The discussion centred on the main challenges of the 2009 budget and economic policy, particularly in the context of the forecast recently published by the European Commission and the European Economic Recovery Plan adopted by the European Council in December.
At the beginning, the President of the ECOFIN Council presented the priorities and objectives of the Czech Presidency. Over the coming six months, the Presidency will focus on the implementation and continuous assessment of measures to boost economic growth and employment in the EU. It will also strive to reinforce financial stability and to restore normal functioning on the financial markets. Priority will be given to the reform of the international financial architecture and the preparation of the EU position at the G20 summit in April. Against the backdrop of the current economic situation, the Czech Republic wants to promote an efficient coordination of the EU economic and fiscal policy, while stressing the need to respect the rules contained in the Stability and Growth Pact, to bear in mind the long-term objective of sustainable public finances and to pursue structural reforms. Last but not least, in line with its slogan ‛A Europe without Barriers’, the Presidency wants to continue removing barriers to the functioning of the internal market and its modernisation, above all in the field of taxation and financial services.
Building on the conclusions of the December European Council, the ECOFIN President spoke about the intentions of the Presidency concerning reduced VAT rates. In its Recovery Plan, the European Council demanded that a solution be found by March 2009 which will allow Member States to opt for reduced VAT rates in certain sectors. In line with the work schedule endorsed by the Ministers, the ECOFIN Council will discuss this issue in detail at its next meeting.
On the background of the new macroeconomic forecast published by the European Commission on 19 January, the Ministers talked about the principal challenges of the 2009 economic and budget policy. They agreed that it was of chief importance to restore confidence on the financial markets and to bring the EU back on a growth path. In line with the Recovery Plan, a number of Member States, depending on the needs in their particular situation, have already adopted essential fiscal and structural measures to support their economies. Automatic stabilisers will also help mitigate the recession. However, it will take some time before the effect of these steps and mechanisms becomes perceptible.
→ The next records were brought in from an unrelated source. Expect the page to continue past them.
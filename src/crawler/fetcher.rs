//! HTTP fetcher implementation
//!
//! Pages are fetched with a single GET each. There are no retries: a
//! transport failure or a non-success status is returned to the caller as an
//! error, and the caller aborts the run.

use crate::config::HttpConfig;
use crate::HarvestError;
use reqwest::Client;
use std::time::Duration;

/// Builds an HTTP client with the configured User-Agent
///
/// No timeout is set unless `timeout_secs` is configured.
///
/// # Example
///
/// ```no_run
/// use watch_harvest::config::HttpConfig;
/// use watch_harvest::crawler::build_http_client;
///
/// let client = build_http_client(&HttpConfig::default()).unwrap();
/// ```
pub fn build_http_client(config: &HttpConfig) -> Result<Client, reqwest::Error> {
    let mut builder = Client::builder()
        .user_agent(config.user_agent.as_str())
        .gzip(true)
        .brotli(true);

    if let Some(secs) = config.timeout_secs {
        builder = builder.timeout(Duration::from_secs(secs));
    }

    builder.build()
}

/// Fetches a URL and returns the response body as text
///
/// # Errors
///
/// | Condition | Error |
/// |-----------|-------|
/// | DNS failure, refused connection, timeout | `HarvestError::Transport` |
/// | Non-2xx response | `HarvestError::HttpStatus` |
/// | Body could not be read | `HarvestError::Transport` |
pub async fn fetch_page(client: &Client, url: &str) -> Result<String, HarvestError> {
    let response = client
        .get(url)
        .send()
        .await
        .map_err(|source| HarvestError::Transport {
            url: url.to_string(),
            source,
        })?;

    let status = response.status();
    if !status.is_success() {
        return Err(HarvestError::HttpStatus {
            url: url.to_string(),
            status: status.as_u16(),
        });
    }

    response
        .text()
        .await
        .map_err(|source| HarvestError::Transport {
            url: url.to_string(),
            source,
        })
}
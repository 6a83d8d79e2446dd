//! Crawler module for listing page fetching and processing
//!
//! This module contains the core harvesting logic, including:
//! - HTTP fetching without retries
//! - Page count discovery from the pagination control
//! - Listing extraction from page markup
//! - Overall harvest coordination

mod coordinator;
mod fetcher;
mod pagination;
mod parser;

pub use coordinator::{run_harvest, Coordinator};
pub use fetcher::{build_http_client, fetch_page};
pub use pagination::{parse_page_count, probe_page_count};
pub use parser::{extract_listings, split_info_cell, stripped_text, ListingSelectors};

use crate::config::Config;
use crate::output::RunSummary;
use crate::HarvestError;

/// Runs a complete harvest operation
///
/// This is the main entry point for starting a harvest. It will:
/// 1. Build the HTTP client and compile the selectors
/// 2. Probe the first page for the page count
/// 3. Fetch and parse every page with bounded concurrency
/// 4. Write the dated CSV export
///
/// # Returns
///
/// * `Ok(RunSummary)` - Harvest completed and the export was written
/// * `Err(HarvestError)` - Harvest failed; no export was written
pub async fn harvest(config: Config) -> Result<RunSummary, HarvestError> {
    run_harvest(config).await
}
Owing to the unfavourable economic developments, many countries will see a temporary increase in their budget deficits. The Ministers nevertheless agreed that the Stability and Growth Pact is flexible enough even for this exceptional situation. They also reaffirmed their commitment to maintain healthy and sustainable public finances and expressed
their determination to consolidate budgets towards medium-term goals as soon as possible, depending on the economic recovery. Coordinated fiscal stimulation will be thus followed by coordinated fiscal consolidation. The Ministers stressed the need to pursue structural reforms that will make the EU economies more robust and boost their growth potential in the long term. They also agreed that the Lisbon Strategy continues to provide a good framework for these reforms. Moreover, they were unanimous in their opinion that rules for state aid and economic competition must be obeyed in order to prevent distortion of the internal market.
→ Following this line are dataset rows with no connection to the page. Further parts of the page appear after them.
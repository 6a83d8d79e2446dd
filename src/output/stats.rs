//! Run summary reporting
//!
//! This module provides the summary of a completed harvest run and its
//! human-readable rendering.

use std::path::PathBuf;
use std::time::Duration;

/// Summary of a completed harvest run
#[derive(Debug, Clone)]
pub struct RunSummary {
    /// Number of listing pages fetched
    pub pages: u32,

    /// Number of records written
    pub records: usize,

    /// Wall-clock time from start to finished export
    pub elapsed: Duration,

    /// Path of the export file
    pub output_path: PathBuf,
}

impl RunSummary {
    /// Elapsed time split into whole minutes and remaining seconds
    pub fn minutes_and_seconds(&self) -> (u64, u64) {
        let secs = self.elapsed.as_secs();
        (secs / 60, secs % 60)
    }

    /// One-line completion message
    pub fn message(&self) -> String {
        let (minutes, seconds) = self.minutes_and_seconds();
        format!(
            "Harvest completed successfully, scraping {} listings from {} pages in {} minutes and {} seconds",
            self.records, self.pages, minutes, seconds
        )
    }
}

/// Prints a run summary to stdout in a formatted manner
pub fn print_summary(summary: &RunSummary) {
    let (minutes, seconds) = summary.minutes_and_seconds();

    println!("=== Harvest Summary ===\n");
    println!("  Pages fetched: {}", summary.pages);
    println!("  Listings exported: {}", summary.records);
    println!("  Elapsed: {}m {}s", minutes, seconds);
    println!("  Output: {}", summary.output_path.display());
}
A key prerequisite for reversing the unfavourable economic development is to restore the normal functioning of the financial sector, where the crisis started. An important task at hand is the unlocking of lending channels. Over the past few months, a number of governments have spent significant amounts from their budgets to support financial institutions, mainly by way of recapitalisations. Banks should not interpret these recapitalisations as increased requirements on capital adequacy. One of the principal goals of the measures adopted is to support the provision of credits to businesses and households. Banks should use the aid they have received to resume the role of credit providers, which is their principal role in the economy. This is the main message of the conclusions on bank capital adopted by the ECOFIN Council.
The European Commission and Slovakia informed the ECOFIN Council about the process of the introduction of the euro in Slovakia. Following the example of Cyprus and Malta, Slovakia had opted for the ‛big bang’ scenario. The short period during which both the euro and the national currency could be used ended as early as on 16 January. The transition to the euro was smooth and the European Commission confirmed that the risk of an inflation rate increase caused by the introduction of the single currency was negligible for Slovakia.
The Council obtained the first report on the state of progress of the Western Balkans Investment Framework, which is aimed to improve the coordination of instruments of financial assistance provided to this region from various European resources. In its conclusions, the ECOFIN Council called for an acceleration of work on specific tasks such as the rationalisation of existing instruments, the creation of a joint website and a single point of contact for aid recipients. The Commission is expected to submit another progress report by the end of June.
The Ministers also approved the provision of financial aid to Latvia amounting to 3.1 billion EUR. This aid is intended to allow Latvia to maintain the exchange rate of its currency to the euro, stabilise its financial sector and restore the confidence of savers.